- [Stored data entries]:
- Opening Delimiter -

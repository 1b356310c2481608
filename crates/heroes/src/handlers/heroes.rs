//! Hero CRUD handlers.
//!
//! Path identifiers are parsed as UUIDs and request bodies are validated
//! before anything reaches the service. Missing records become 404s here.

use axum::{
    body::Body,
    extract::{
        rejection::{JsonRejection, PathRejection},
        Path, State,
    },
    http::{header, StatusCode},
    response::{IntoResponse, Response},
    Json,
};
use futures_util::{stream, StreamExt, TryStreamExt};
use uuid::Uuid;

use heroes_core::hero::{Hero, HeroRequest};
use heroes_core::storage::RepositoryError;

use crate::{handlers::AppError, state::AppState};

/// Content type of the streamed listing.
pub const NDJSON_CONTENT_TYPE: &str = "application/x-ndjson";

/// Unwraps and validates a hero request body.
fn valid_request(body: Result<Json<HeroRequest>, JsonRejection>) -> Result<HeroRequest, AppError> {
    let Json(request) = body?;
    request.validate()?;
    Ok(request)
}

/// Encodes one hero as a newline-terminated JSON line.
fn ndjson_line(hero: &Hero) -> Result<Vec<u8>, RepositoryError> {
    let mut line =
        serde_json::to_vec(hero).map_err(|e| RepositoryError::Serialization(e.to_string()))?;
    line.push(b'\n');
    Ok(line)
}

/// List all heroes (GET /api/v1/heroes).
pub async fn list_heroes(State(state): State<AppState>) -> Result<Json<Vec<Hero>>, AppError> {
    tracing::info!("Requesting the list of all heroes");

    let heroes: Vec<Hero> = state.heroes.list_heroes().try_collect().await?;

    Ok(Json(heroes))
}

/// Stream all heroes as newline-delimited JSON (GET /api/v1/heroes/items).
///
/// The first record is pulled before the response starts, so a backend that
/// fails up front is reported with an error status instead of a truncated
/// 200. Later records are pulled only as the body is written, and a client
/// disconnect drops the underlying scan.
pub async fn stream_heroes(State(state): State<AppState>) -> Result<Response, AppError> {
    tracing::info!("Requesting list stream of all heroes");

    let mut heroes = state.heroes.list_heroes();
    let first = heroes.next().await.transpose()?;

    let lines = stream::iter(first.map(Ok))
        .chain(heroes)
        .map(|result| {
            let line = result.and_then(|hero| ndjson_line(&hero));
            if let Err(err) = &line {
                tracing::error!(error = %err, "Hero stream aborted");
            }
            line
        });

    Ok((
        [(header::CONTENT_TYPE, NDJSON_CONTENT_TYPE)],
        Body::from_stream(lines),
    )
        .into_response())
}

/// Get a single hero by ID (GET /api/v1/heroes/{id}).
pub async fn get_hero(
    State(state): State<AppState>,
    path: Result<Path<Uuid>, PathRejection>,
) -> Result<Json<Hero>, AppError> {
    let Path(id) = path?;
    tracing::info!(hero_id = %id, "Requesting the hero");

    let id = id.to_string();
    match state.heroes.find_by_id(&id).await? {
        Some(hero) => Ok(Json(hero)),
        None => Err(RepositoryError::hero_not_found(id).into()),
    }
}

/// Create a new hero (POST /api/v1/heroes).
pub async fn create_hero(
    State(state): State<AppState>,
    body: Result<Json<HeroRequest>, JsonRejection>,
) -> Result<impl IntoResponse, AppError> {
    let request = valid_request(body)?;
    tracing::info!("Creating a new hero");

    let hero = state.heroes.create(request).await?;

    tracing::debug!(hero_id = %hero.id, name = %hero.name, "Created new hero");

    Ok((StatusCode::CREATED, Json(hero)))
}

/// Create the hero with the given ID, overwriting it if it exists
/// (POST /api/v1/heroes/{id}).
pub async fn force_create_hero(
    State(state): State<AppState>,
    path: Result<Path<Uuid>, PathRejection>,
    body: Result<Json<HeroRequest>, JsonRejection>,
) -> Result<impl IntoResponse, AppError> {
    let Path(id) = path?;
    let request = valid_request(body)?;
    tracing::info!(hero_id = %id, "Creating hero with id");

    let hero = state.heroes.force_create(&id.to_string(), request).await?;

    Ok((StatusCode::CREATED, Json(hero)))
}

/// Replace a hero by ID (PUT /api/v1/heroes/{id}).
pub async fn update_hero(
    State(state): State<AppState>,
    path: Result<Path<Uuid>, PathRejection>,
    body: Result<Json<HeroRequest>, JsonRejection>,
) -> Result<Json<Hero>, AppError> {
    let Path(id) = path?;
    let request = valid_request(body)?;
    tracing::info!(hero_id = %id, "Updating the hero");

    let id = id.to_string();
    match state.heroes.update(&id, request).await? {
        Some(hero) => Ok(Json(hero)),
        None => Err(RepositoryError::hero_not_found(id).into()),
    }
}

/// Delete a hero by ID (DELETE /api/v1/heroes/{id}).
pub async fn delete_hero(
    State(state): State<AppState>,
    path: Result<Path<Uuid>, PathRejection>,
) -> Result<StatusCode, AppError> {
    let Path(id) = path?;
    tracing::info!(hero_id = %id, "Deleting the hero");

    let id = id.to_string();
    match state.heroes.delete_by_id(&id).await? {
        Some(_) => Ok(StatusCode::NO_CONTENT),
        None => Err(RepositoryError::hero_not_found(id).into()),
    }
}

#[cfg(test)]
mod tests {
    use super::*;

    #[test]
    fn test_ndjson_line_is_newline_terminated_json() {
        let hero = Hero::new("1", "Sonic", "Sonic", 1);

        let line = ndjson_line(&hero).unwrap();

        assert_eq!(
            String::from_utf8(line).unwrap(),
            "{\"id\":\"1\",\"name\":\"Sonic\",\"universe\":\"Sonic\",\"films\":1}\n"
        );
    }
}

- Closing Delimiter -
- Opening Delimiter -

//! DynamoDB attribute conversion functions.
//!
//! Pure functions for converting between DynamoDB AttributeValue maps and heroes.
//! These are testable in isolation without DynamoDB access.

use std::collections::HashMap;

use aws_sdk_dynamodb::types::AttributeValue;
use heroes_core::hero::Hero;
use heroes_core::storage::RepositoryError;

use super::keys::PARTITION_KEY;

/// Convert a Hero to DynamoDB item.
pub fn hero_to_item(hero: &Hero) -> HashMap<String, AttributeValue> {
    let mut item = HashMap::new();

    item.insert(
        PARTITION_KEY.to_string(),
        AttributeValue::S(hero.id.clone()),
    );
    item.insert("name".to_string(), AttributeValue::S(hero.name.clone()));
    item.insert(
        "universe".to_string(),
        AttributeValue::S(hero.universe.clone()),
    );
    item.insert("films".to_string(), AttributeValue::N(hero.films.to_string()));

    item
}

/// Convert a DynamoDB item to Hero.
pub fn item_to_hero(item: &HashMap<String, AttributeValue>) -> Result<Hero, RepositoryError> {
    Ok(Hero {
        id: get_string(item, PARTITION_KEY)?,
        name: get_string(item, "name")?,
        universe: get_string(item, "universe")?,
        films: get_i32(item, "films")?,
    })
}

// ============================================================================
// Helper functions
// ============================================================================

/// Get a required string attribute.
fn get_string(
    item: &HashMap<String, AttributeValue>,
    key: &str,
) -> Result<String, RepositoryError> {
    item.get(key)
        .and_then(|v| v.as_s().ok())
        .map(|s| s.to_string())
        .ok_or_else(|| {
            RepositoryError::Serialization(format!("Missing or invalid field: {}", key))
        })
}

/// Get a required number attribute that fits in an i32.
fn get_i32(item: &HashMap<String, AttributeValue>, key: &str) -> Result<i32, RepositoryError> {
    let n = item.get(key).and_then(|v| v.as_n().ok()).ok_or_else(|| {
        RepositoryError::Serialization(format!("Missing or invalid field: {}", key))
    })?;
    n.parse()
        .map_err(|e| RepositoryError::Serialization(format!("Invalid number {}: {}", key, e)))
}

- Closing Delimiter -
- Opening Delimiter -

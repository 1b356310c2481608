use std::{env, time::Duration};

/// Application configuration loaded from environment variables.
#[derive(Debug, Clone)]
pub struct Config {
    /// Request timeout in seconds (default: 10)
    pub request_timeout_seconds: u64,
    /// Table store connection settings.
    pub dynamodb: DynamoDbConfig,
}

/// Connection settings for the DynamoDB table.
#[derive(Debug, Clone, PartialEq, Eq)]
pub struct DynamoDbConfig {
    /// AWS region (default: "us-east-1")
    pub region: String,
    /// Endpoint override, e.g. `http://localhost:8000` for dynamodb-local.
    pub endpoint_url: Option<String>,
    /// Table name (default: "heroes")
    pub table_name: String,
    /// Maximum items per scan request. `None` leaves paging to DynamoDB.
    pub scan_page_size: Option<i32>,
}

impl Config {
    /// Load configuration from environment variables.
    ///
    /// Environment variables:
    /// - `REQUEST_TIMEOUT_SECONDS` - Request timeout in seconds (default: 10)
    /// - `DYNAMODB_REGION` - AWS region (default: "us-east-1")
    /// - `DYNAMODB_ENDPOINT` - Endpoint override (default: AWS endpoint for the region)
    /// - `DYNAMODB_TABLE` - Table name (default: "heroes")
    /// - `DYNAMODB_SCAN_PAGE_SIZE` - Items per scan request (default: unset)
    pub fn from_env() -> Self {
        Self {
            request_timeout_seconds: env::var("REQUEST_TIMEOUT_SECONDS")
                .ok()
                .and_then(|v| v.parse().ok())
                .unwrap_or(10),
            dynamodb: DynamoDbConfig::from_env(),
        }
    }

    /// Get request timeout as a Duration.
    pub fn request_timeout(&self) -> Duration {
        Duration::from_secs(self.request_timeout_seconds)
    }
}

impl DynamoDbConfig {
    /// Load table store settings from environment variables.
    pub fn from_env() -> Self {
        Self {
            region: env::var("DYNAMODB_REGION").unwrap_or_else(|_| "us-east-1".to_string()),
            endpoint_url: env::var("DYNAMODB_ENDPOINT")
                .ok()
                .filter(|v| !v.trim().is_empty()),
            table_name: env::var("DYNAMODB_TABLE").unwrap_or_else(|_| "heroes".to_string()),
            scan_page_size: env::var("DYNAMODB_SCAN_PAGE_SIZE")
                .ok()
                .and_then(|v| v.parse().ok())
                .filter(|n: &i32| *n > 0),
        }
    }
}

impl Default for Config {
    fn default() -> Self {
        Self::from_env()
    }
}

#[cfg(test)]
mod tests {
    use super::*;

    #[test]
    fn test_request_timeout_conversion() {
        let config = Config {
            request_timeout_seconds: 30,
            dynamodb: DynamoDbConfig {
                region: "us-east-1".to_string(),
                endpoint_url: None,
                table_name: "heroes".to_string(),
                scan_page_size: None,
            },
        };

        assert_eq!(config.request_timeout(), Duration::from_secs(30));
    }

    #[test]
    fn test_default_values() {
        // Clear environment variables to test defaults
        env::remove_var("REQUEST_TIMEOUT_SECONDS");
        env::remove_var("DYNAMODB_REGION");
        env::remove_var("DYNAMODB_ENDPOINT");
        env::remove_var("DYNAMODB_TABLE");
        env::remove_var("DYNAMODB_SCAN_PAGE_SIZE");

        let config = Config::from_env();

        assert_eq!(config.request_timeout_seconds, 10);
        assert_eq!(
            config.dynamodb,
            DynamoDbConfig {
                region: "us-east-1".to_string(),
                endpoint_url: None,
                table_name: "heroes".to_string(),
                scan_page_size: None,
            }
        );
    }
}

- Closing Delimiter -

- [Exercise]: Only the count should be given: the number of lines in the entries above containing the word "await".

- [Reply to the exercise]: 7